* What to produce *
Please report how many lines in the following material hold the string "every", giving only the number.

* Stored data *
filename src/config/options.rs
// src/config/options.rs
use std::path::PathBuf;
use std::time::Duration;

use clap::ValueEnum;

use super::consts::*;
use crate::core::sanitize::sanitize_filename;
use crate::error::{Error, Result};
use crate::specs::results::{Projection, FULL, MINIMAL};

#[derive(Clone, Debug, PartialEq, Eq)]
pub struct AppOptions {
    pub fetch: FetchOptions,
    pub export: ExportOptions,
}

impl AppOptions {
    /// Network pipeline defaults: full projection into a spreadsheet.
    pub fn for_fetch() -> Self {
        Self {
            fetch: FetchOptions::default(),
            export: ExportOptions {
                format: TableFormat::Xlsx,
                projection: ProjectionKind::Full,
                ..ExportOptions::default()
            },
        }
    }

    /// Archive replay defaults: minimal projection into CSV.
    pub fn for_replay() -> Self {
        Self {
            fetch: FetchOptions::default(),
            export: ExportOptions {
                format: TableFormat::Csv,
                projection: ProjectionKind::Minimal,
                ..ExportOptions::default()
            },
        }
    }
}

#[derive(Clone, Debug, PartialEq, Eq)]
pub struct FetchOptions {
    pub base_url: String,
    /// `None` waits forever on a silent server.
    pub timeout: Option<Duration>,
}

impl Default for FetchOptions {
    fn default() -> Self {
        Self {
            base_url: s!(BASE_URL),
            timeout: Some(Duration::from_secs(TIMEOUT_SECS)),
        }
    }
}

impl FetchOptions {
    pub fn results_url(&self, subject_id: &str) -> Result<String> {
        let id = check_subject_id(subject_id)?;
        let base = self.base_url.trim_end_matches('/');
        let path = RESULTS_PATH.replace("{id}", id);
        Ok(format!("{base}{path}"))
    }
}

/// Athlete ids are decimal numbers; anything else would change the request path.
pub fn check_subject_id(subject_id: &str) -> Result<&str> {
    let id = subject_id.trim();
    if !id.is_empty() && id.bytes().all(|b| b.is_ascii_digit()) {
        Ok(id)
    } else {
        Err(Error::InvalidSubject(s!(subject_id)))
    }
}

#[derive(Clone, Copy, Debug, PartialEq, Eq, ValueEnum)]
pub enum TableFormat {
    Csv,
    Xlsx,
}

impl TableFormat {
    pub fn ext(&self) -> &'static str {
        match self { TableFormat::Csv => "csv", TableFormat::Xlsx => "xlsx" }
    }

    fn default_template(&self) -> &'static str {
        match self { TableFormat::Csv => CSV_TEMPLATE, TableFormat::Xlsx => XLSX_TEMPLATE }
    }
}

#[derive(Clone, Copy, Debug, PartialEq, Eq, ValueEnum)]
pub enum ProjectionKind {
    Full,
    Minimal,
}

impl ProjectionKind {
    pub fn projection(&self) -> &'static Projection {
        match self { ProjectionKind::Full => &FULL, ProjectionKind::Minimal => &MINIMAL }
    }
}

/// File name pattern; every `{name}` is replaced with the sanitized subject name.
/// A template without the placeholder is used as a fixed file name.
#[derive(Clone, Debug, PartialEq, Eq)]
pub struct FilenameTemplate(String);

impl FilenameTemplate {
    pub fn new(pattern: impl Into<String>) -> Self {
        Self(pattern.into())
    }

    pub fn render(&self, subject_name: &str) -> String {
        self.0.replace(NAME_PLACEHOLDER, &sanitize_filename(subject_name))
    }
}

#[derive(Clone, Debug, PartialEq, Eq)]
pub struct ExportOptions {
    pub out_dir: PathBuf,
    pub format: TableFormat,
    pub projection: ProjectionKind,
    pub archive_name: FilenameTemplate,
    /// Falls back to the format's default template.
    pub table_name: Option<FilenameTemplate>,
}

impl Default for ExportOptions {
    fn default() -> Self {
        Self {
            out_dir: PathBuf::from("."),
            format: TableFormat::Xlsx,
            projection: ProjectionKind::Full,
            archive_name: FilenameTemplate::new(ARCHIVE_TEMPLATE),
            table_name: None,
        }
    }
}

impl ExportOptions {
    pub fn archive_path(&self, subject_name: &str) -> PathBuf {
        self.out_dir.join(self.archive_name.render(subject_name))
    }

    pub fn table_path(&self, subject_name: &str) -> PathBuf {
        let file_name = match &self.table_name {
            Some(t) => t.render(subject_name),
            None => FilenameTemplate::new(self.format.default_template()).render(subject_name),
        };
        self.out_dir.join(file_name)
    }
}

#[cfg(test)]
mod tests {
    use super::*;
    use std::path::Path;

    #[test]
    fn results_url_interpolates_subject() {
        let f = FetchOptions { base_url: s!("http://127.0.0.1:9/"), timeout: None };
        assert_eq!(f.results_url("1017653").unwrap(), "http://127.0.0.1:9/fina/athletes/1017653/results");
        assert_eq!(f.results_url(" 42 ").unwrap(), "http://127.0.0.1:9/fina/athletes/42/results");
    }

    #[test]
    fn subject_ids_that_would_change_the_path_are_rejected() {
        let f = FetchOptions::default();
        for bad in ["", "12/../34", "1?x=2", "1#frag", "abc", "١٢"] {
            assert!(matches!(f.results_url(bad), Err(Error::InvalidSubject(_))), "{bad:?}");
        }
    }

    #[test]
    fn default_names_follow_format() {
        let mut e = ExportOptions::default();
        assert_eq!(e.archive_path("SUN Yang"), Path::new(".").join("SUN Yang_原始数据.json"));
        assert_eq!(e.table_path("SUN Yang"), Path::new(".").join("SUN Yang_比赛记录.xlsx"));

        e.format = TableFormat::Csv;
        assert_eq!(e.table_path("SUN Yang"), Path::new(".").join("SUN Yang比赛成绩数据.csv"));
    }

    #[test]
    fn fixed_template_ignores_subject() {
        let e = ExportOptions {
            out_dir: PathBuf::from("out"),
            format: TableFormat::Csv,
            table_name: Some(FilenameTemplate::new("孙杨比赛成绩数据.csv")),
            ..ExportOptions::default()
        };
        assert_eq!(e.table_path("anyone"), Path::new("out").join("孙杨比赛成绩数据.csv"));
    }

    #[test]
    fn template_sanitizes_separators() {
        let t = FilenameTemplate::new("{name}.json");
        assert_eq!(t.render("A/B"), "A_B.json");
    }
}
* * *
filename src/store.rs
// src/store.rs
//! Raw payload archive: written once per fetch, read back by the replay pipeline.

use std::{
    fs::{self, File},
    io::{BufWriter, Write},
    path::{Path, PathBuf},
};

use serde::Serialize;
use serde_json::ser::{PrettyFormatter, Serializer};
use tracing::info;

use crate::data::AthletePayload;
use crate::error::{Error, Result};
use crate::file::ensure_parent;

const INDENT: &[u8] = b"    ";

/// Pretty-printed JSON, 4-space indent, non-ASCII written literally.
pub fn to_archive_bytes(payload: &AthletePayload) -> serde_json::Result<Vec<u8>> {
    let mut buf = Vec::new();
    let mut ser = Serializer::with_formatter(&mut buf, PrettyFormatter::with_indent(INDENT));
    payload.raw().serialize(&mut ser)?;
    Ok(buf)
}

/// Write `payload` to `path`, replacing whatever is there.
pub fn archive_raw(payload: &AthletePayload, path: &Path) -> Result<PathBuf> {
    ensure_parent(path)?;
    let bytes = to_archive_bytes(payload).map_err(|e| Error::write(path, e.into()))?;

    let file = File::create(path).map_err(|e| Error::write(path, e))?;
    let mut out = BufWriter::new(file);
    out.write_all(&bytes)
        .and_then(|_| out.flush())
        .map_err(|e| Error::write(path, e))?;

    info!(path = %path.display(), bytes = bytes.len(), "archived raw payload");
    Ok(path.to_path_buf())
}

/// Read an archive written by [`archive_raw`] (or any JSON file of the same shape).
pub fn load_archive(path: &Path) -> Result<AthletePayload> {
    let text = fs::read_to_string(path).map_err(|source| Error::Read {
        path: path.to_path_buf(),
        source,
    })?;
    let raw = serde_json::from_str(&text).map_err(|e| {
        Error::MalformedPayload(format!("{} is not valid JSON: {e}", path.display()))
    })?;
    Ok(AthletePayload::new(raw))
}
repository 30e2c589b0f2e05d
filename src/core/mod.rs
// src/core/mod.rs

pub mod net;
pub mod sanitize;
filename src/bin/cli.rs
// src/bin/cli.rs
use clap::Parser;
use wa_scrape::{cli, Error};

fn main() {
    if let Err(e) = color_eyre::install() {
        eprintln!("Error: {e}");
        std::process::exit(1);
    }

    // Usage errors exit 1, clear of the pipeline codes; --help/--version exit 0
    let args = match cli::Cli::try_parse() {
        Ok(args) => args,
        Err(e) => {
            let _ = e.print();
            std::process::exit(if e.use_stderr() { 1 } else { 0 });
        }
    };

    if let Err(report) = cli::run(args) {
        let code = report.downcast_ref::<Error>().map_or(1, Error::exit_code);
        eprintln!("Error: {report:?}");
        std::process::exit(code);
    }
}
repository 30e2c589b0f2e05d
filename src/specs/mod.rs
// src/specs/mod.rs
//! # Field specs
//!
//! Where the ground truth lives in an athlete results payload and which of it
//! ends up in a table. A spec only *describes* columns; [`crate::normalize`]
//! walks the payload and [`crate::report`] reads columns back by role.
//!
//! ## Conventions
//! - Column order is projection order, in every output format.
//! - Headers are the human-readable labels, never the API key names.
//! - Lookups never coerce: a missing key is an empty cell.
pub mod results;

* Result of this task *
2